Items listed in a dataset
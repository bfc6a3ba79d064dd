use std::sync::Arc;

use async_graphql::{Error, ErrorExtensions};
use serde::Serialize;
use thiserror::Error;
use tracing::error;

/// Shared API result type.
pub type ApiResult<T> = Result<T, ApiError>;

#[derive(Debug, Error, Clone)]
pub enum ApiError {
    #[error("unauthorized")]
    Unauthorized,
    #[error("resource not found")]
    NotFound,
    #[error("invalid input: {0}")]
    InvalidInput(String),
    #[error("internal server error")]
    Internal(Arc<anyhow::Error>),
}

impl ApiError {
    pub fn code(&self) -> &'static str {
        match self {
            ApiError::Unauthorized => "UNAUTHORIZED",
            ApiError::NotFound => "NOT_FOUND",
            ApiError::InvalidInput(_) => "INVALID_INPUT",
            ApiError::Internal(_) => "INTERNAL",
        }
    }

    /// HTTP status for the REST surface.
    pub fn status(&self) -> u16 {
        match self {
            ApiError::Unauthorized => 401,
            ApiError::NotFound => 404,
            ApiError::InvalidInput(_) => 422,
            ApiError::Internal(_) => 500,
        }
    }

    pub fn internal(err: anyhow::Error) -> Self {
        Self::Internal(Arc::new(err))
    }

    /// Body sent to REST clients. Internal details are never included.
    pub fn body(&self) -> ErrorBody {
        ErrorBody {
            status: "error",
            code: self.code(),
            message: self.to_string(),
        }
    }
}

impl From<anyhow::Error> for ApiError {
    fn from(value: anyhow::Error) -> Self {
        Self::internal(value)
    }
}

/// `{"status": "error", "code": ..., "message": ...}`
#[derive(Clone, Debug, Serialize)]
pub struct ErrorBody {
    pub status: &'static str,
    pub code: &'static str,
    pub message: String,
}

impl ErrorExtensions for ApiError {
    fn extend(&self) -> Error {
        if let ApiError::Internal(source) = self {
            error!(error = %format!("{source:#}"), "graphql resolver failed");
        }
        let mut err = Error::new(self.to_string());
        err = err.extend_with(|_err, e| {
            e.set("code", self.code());
        });
        if let ApiError::InvalidInput(_) = self {
            err = err.extend_with(|_err, e| {
                e.set("type", "BAD_REQUEST");
            });
        }
        err
    }
}

/// Convert any error into a GraphQL error payload while hiding internals.
pub fn internal_error(err: impl Into<anyhow::Error>) -> Error {
    ApiError::internal(err.into()).extend()
}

## Your assignment
The records above should be repeated exactly. Print them all.

## Your solution
repository bfc6a3ba79d064dd
use std::sync::Arc;

use async_graphql::{Error, ErrorExtensions};
use serde::Serialize;
use thiserror::Error;
use tracing::error;

/// Shared API result type.
pub type ApiResult<T> = Result<T, ApiError>;

#[derive(Debug, Error, Clone)]
pub enum ApiError {
    #[error("unauthorized")]
    Unauthorized,
    #[error("resource not found")]
    NotFound,
    #[error("invalid input: {0}")]
    InvalidInput(String),
    #[error("internal server error")]
    Internal(Arc<anyhow::Error>),
}

impl ApiError {
    pub fn code(&self) -> &'static str {
        match self {
            ApiError::Unauthorized => "UNAUTHORIZED",
            ApiError::NotFound => "NOT_FOUND",
            ApiError::InvalidInput(_) => "INVALID_INPUT",
            ApiError::Internal(_) => "INTERNAL",
        }
    }

    /// HTTP status for the REST surface.
    pub fn status(&self) -> u16 {
        match self {
            ApiError::Unauthorized => 401,
            ApiError::NotFound => 404,
            ApiError::InvalidInput(_) => 422,
            ApiError::Internal(_) => 500,
        }
    }

    pub fn internal(err: anyhow::Error) -> Self {
        Self::Internal(Arc::new(err))
    }

    /// Body sent to REST clients. Internal details are never included.
    pub fn body(&self) -> ErrorBody {
        ErrorBody {
            status: "error",
            code: self.code(),
            message: self.to_string(),
        }
    }
}

impl From<anyhow::Error> for ApiError {
    fn from(value: anyhow::Error) -> Self {
        Self::internal(value)
    }
}

/// `{"status": "error", "code": ..., "message": ...}`
#[derive(Clone, Debug, Serialize)]
pub struct ErrorBody {
    pub status: &'static str,
    pub code: &'static str,
    pub message: String,
}

impl ErrorExtensions for ApiError {
    fn extend(&self) -> Error {
        if let ApiError::Internal(source) = self {
            error!(error = %format!("{source:#}"), "graphql resolver failed");
        }
        let mut err = Error::new(self.to_string());
        err = err.extend_with(|_err, e| {
            e.set("code", self.code());
        });
        if let ApiError::InvalidInput(_) = self {
            err = err.extend_with(|_err, e| {
                e.set("type", "BAD_REQUEST");
            });
        }
        err
    }
}

/// Convert any error into a GraphQL error payload while hiding internals.
pub fn internal_error(err: impl Into<anyhow::Error>) -> Error {
    ApiError::internal(err.into()).extend()
}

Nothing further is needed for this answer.